O caminho “clássico” da Igreja é o seguinte: seminário, escolha e servir em uma igreja ou mosteiro. Mas, depois dos 70 anos de ateísmo na URSS e o retorno da Igreja à vida pública apenas no início dos anos 1990, houve mudanças no caminho tradicional do sacerdócio.

Naquela época, os padres, assim como os monges, não eram mais homens jovens, seguindo um chamado do coração, mas, muitas vezes adultos - engenheiros, professores, químicos. Cada um podia ter a própria história, incluindo a familiar. Mas uma pessoa com família e filhos pequenos ou dependentes certamente não poderia se tornar um monge. Ele devia ser livre de tais obrigações.

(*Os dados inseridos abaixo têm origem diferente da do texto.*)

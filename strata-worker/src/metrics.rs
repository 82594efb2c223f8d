//! Prometheus metrics for the worker's REST surface.
//!
//! Pipeline metrics (`strata_backup_*`, `strata_restore_*`, ...) are
//! registered by `strata-runtime`; this module adds request metrics and
//! renders the whole default registry for `GET /metrics`.
//!
//! # Example Queries
//!
//! ```promql
//! # Restore requests rejected as not restorable (last hour)
//! sum(increase(strata_http_requests_total{endpoint="/backup/restore",status_code="409"}[1h]))
//!
//! # P99 latency per endpoint
//! histogram_quantile(0.99, sum by (le, endpoint) (rate(strata_http_request_duration_seconds_bucket[5m])))
//! ```

use axum::extract::{MatchedPath, Request};
use axum::middleware::Next;
use axum::response::Response;
use prometheus::{register_counter_vec, register_histogram_vec, CounterVec, Encoder, HistogramVec, TextEncoder};
use std::sync::LazyLock;
use std::time::Instant;

/// Total number of HTTP requests by endpoint and status.
///
/// Labels:
/// - `endpoint`: matched route, e.g. `/backup/test/:id`
/// - `status_code`: HTTP status code (200, 202, 400, 404, 409, 500, etc.)
pub static HTTP_REQUESTS_TOTAL: LazyLock<CounterVec> = LazyLock::new(|| {
    register_counter_vec!(
        "strata_http_requests_total",
        "Total number of HTTP requests by endpoint and status",
        &["endpoint", "status_code"]
    )
    .expect("Failed to register strata_http_requests_total metric")
});

/// HTTP request duration in seconds.
///
/// Buckets: 1ms, 5ms, 10ms, 50ms, 100ms, 250ms, 500ms, 1s, 5s
pub static HTTP_REQUEST_DURATION_SECONDS: LazyLock<HistogramVec> = LazyLock::new(|| {
    register_histogram_vec!(
        "strata_http_request_duration_seconds",
        "HTTP request duration in seconds",
        &["endpoint"],
        vec![0.001, 0.005, 0.01, 0.05, 0.1, 0.25, 0.5, 1.0, 5.0]
    )
    .expect("Failed to register strata_http_request_duration_seconds metric")
});

/// Record an HTTP request.
pub fn record_http_request(endpoint: &str, status_code: &str, duration_secs: f64) {
    HTTP_REQUESTS_TOTAL
        .with_label_values(&[endpoint, status_code])
        .inc();

    HTTP_REQUEST_DURATION_SECONDS
        .with_label_values(&[endpoint])
        .observe(duration_secs);
}

/// Middleware recording [`HTTP_REQUESTS_TOTAL`] and [`HTTP_REQUEST_DURATION_SECONDS`]
pub async fn track_requests(request: Request, next: Next) -> Response {
    let endpoint = request
        .extensions()
        .get::<MatchedPath>()
        .map(|path| path.as_str().to_string())
        .unwrap_or_else(|| "unmatched".to_string());
    let started = Instant::now();

    let response = next.run(request).await;

    record_http_request(
        &endpoint,
        response.status().as_str(),
        started.elapsed().as_secs_f64(),
    );
    response
}

/// Encode every registered metric in the Prometheus text format
pub fn render() -> Result<String, prometheus::Error> {
    let encoder = TextEncoder::new();
    let mut buffer = Vec::new();
    encoder.encode(&prometheus::gather(), &mut buffer)?;
    String::from_utf8(buffer).map_err(|e| prometheus::Error::Msg(e.to_string()))
}

/// Register the request metrics before the first request arrives
pub fn init_metrics() {
    let _ = &*HTTP_REQUESTS_TOTAL;
    let _ = &*HTTP_REQUEST_DURATION_SECONDS;

    tracing::info!("Prometheus metrics initialized");
}
//! Shared test utilities for Strata crates
//!
//! This crate provides:
//! - **Fixtures**: pre-built backup and recovery-test records
//! - **Builders**: fluent builders for records and REST requests
//! - **Mocks**: in-memory object storage, encryption, dump tool, database
//!   admin and alert sink with call recording and failure injection
//! - **Assertions**: pipeline invariants and response checks
//!
//! # Example
//!
//! ```ignore
//! use strata_runtime::{BackupPipeline, PipelineConfig};
//! use strata_tests::{fixtures, mocks::MockServices};
//!
//! #[tokio::test]
//! async fn test_backup() {
//!     let mocks = MockServices::new(fixtures::dump_bytes(1000));
//!     let pipeline = BackupPipeline::new(mocks.services(), PipelineConfig::default());
//!     let id = pipeline.enqueue_full_backup("teachlink", "us-east-1").await.unwrap();
//!     // ...
//! }
//! ```

pub mod assertions;
pub mod builders;
pub mod fixtures;
pub mod mocks;

// Re-export commonly used items
pub use builders::{ApiRequestBuilder, BackupRecordBuilder};
pub use fixtures::dump_bytes;
pub use mocks::MockServices;
//! # Strata Cloud GCP
//!
//! Google Cloud adapters for Strata: Cloud Storage object storage with one
//! bucket per region, and a Cloud KMS key wrapper for envelope encryption.

pub mod auth;
pub mod classify;
pub mod client;
pub mod config;
pub mod gcs;
pub mod kms;
pub mod metrics;

// Re-export commonly used types
pub use auth::GcpAuth;
pub use config::{GcsConfig, KmsConfig};
pub use gcs::GcsObjectStorage;
pub use kms::CloudKmsKeyWrapper;

/// Result type for GCP operations
pub type Result<T> = std::result::Result<T, Error>;

/// Error types for GCP operations
#[derive(Debug, thiserror::Error)]
pub enum Error {
    #[error("GCP API error ({status}): {message}")]
    Api { status: u16, message: String },

    #[error("Authentication error: {0}")]
    Auth(String),

    #[error("Configuration error: {0}")]
    Configuration(String),

    #[error("HTTP error: {0}")]
    Http(#[from] reqwest::Error),

    #[error("Internal error: {0}")]
    Internal(String),
}

impl Error {
    /// Whether retrying the same request later could succeed
    pub fn is_transient(&self) -> bool {
        match self {
            Error::Api { status, .. } => classify::is_transient_status(*status),
            Error::Http(e) => classify::is_network_error(e),
            Error::Auth(_) | Error::Configuration(_) | Error::Internal(_) => false,
        }
    }

    pub fn is_not_found(&self) -> bool {
        matches!(self, Error::Api { status: 404, .. })
    }
}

Entre os "líderes" espirituais ortodoxos russos modernos, muitos têm uma biografia interessante. Por exemplo, o famoso pregador padre Aleksandr Men tornou-se padre após ser expulso de uma instituição de ensino superior, quando era casado e fez um curso na Academia Teológica por conta própria.

Já o metropolita Tikhon Chevkunov, por exemplo, que dizem ser o confessor de Vladímir Pútin, formou-se em uma faculdade de cinema na juventude e só depois se converteu à Ortodoxia, nos anos 1980.

Ele se tornou um noviço, foi ordenado monge nos anos 1990 e se tornou abade do mosteiro Srêtenski, em Moscou. Mas ele se formou no seminário só depois disso - na verdade, ele foi nomeado reitor do seminário primeiro! Hoje, ele é uma figura conhecida da Igreja, presidente do Conselho Patriarcal de Cultura e autor de livros populares (como, por exemplo, sua coleção de contos “Santidades Profanas”, que foi traduzida para vários idiomas).